Scan the listing below. Return every line containing the string "PgSessionsRepository".

:: Data for processing

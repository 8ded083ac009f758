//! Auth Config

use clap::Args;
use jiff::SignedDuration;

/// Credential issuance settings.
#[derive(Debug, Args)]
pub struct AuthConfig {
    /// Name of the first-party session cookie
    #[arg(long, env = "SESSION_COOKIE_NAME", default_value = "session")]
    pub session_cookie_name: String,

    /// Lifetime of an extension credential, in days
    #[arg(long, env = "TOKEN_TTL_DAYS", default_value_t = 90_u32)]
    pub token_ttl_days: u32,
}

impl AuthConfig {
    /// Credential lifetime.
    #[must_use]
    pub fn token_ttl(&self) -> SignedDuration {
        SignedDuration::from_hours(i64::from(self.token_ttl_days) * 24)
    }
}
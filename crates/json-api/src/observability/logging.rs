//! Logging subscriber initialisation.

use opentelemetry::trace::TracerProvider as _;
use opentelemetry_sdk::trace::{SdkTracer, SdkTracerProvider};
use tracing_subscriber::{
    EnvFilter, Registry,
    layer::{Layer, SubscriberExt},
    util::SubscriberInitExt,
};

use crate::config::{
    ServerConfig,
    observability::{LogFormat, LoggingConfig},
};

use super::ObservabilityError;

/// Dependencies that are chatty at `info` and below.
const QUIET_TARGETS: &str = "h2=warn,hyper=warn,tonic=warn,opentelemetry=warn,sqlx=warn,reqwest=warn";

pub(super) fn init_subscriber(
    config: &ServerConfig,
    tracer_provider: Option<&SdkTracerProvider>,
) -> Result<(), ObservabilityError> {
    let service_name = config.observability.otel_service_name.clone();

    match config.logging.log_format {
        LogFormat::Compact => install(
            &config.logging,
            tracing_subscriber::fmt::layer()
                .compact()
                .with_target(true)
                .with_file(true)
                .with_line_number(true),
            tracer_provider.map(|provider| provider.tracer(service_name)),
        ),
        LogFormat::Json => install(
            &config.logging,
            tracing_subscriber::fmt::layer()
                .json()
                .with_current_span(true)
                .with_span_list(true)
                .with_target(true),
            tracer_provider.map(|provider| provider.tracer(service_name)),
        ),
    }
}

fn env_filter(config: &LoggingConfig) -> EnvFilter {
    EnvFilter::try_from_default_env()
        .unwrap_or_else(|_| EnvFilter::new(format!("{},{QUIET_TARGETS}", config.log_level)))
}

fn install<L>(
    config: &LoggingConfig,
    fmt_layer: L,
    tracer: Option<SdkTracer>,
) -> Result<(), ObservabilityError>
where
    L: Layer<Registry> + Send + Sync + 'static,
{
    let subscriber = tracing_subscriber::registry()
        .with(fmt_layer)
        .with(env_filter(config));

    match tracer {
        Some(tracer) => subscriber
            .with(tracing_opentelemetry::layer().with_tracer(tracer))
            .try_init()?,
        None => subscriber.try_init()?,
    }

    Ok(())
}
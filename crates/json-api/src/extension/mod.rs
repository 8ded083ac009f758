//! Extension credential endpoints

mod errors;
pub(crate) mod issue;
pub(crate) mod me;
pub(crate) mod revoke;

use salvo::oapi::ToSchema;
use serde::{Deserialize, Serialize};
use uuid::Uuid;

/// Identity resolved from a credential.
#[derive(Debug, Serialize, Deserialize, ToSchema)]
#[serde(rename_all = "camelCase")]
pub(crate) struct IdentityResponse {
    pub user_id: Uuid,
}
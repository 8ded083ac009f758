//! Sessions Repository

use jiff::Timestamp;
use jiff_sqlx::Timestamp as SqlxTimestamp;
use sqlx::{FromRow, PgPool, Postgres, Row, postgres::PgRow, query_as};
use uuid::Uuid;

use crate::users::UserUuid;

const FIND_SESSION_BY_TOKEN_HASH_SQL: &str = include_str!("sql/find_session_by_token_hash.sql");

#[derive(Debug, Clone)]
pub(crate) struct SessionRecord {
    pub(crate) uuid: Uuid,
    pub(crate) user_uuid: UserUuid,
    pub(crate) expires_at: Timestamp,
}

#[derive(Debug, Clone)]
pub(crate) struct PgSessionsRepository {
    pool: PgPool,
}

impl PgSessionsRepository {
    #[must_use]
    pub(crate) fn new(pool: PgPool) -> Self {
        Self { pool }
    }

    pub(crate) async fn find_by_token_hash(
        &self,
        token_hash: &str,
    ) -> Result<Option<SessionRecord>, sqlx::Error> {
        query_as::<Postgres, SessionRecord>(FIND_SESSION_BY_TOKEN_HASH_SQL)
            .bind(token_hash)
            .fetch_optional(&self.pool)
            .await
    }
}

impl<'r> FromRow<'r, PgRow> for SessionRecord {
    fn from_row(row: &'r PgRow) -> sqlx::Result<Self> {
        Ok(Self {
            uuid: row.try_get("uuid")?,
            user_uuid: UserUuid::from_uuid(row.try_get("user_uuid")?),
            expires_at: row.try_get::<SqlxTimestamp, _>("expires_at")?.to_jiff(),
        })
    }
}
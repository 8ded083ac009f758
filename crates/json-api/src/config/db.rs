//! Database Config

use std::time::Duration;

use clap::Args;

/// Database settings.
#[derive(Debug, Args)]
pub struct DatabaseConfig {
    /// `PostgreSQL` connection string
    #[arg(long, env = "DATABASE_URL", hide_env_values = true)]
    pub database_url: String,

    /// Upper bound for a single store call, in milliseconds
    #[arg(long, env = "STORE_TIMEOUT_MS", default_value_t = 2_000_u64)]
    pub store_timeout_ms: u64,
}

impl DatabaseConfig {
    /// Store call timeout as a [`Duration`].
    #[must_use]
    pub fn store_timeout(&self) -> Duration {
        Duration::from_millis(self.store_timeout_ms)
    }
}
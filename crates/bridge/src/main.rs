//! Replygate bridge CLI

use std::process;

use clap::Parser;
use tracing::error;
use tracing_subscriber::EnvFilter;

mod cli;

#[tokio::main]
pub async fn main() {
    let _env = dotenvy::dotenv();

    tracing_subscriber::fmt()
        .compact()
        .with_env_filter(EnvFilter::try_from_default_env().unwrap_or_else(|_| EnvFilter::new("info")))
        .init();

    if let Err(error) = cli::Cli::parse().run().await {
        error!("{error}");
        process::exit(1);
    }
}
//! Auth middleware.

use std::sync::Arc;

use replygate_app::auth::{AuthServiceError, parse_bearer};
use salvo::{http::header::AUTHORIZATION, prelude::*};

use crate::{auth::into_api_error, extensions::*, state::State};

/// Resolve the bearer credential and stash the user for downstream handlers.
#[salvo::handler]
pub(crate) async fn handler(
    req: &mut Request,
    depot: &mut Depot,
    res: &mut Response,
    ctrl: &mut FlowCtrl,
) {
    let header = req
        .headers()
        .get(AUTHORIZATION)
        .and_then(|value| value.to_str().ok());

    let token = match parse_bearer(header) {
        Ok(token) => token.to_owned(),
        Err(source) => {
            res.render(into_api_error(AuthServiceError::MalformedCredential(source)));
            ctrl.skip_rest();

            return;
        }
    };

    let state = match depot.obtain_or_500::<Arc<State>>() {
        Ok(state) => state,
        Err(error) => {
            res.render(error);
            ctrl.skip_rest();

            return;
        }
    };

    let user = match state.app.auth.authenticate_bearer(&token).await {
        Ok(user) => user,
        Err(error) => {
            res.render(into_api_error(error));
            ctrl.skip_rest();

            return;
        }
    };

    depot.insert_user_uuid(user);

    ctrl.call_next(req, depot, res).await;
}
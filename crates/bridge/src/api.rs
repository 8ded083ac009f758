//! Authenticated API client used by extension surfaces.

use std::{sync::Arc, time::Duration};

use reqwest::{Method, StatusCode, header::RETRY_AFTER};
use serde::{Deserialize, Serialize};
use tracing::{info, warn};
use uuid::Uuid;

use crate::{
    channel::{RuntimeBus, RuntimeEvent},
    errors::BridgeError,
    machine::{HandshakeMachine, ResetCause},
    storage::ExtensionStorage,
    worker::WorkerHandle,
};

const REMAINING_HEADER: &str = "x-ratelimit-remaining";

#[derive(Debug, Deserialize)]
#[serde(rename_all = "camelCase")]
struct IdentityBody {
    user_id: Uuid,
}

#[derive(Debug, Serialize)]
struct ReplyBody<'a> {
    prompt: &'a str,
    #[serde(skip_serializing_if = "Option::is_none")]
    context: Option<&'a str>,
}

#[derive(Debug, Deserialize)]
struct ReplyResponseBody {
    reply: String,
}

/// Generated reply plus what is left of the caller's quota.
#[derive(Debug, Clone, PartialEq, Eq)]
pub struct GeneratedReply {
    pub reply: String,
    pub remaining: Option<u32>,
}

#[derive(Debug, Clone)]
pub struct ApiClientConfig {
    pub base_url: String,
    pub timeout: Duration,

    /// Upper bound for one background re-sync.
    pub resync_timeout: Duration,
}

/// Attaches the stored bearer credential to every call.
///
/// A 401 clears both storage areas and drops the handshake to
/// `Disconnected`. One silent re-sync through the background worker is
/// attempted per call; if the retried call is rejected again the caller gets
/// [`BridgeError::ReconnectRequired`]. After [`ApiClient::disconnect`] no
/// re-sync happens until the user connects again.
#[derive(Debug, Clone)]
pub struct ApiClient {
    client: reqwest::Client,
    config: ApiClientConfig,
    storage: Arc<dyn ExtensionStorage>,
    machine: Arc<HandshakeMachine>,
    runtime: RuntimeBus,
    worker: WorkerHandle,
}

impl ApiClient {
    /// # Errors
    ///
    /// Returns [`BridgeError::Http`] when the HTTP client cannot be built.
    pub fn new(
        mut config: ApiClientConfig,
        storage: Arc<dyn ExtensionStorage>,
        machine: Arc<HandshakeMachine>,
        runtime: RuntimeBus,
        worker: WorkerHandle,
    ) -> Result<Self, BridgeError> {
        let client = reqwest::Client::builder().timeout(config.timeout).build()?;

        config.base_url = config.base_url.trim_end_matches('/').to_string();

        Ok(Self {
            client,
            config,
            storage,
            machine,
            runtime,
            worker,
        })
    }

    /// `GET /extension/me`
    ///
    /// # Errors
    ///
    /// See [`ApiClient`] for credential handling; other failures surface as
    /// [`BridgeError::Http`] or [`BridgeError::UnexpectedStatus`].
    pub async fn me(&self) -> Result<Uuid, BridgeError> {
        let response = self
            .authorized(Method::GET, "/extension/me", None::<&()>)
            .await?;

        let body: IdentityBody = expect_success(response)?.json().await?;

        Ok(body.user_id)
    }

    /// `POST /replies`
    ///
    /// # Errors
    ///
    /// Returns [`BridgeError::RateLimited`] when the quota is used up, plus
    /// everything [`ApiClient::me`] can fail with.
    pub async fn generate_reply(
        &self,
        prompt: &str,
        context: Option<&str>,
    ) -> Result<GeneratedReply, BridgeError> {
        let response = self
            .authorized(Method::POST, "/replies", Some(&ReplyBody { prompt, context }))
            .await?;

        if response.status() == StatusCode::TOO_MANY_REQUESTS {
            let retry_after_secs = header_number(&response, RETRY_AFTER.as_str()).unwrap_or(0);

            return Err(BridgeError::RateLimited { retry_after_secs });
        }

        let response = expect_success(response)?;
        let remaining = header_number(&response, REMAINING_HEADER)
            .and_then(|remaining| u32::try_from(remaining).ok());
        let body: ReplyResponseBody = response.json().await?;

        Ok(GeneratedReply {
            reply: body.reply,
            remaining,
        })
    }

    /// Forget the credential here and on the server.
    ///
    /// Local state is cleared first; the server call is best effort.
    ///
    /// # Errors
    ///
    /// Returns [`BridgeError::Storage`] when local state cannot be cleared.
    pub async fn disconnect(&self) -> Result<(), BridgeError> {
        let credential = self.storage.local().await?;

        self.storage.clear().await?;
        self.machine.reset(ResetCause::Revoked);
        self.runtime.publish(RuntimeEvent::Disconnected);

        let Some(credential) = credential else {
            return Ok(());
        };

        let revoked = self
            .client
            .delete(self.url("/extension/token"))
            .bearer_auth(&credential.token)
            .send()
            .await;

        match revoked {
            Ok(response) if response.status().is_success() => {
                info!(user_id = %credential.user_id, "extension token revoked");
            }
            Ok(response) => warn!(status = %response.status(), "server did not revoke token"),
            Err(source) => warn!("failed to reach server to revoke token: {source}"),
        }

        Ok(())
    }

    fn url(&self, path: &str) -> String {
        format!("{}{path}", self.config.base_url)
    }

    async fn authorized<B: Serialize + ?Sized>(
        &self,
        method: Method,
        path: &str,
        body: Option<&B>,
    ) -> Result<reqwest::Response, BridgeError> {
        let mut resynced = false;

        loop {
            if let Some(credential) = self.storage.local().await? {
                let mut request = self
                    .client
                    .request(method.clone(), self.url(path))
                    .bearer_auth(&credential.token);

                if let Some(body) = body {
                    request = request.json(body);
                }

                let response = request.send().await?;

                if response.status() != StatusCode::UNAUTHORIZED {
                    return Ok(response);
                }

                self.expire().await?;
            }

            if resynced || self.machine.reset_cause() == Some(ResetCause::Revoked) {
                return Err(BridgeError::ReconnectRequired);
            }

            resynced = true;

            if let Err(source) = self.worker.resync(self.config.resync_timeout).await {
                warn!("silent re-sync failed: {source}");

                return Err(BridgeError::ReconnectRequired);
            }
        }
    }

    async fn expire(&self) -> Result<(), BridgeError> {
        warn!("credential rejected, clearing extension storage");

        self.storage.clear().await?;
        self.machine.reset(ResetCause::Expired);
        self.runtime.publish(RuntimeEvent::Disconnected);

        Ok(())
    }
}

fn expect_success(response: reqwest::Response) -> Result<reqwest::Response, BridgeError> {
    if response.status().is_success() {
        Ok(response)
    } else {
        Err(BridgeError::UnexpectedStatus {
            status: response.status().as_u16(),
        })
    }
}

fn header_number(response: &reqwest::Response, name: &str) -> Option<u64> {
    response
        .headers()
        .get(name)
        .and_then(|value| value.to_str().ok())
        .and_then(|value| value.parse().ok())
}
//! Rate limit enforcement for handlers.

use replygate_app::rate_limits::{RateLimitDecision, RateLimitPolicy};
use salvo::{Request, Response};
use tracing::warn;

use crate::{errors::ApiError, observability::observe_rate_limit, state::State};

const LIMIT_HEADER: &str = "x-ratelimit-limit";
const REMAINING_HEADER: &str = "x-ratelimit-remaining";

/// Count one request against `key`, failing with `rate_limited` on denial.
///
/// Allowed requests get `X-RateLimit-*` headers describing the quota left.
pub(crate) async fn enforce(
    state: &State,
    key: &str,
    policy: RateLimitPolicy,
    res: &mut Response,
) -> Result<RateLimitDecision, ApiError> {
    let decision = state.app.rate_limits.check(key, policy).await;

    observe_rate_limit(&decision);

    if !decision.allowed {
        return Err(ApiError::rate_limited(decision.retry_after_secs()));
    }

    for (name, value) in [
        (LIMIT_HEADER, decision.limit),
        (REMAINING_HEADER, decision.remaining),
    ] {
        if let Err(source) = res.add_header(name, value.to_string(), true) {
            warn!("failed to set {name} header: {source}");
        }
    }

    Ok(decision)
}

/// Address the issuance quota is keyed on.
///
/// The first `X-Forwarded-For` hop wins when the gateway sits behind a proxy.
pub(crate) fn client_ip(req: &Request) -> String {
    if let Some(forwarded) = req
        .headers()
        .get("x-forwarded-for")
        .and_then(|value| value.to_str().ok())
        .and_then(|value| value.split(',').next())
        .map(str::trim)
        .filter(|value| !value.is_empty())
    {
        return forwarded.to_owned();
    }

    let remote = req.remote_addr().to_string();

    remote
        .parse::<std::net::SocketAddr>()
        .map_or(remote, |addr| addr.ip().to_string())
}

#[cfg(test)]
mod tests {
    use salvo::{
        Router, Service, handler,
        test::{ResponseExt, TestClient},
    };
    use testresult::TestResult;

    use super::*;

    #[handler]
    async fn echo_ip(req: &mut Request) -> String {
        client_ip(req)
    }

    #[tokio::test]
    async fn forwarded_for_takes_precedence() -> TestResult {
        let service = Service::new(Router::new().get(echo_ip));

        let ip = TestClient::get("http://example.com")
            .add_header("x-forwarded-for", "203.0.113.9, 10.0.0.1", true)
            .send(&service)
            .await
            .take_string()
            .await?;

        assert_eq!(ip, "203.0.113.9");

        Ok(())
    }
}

::::

● **Final answer**:
pub(crate) struct PgSessionsRepository {
impl PgSessionsRepository {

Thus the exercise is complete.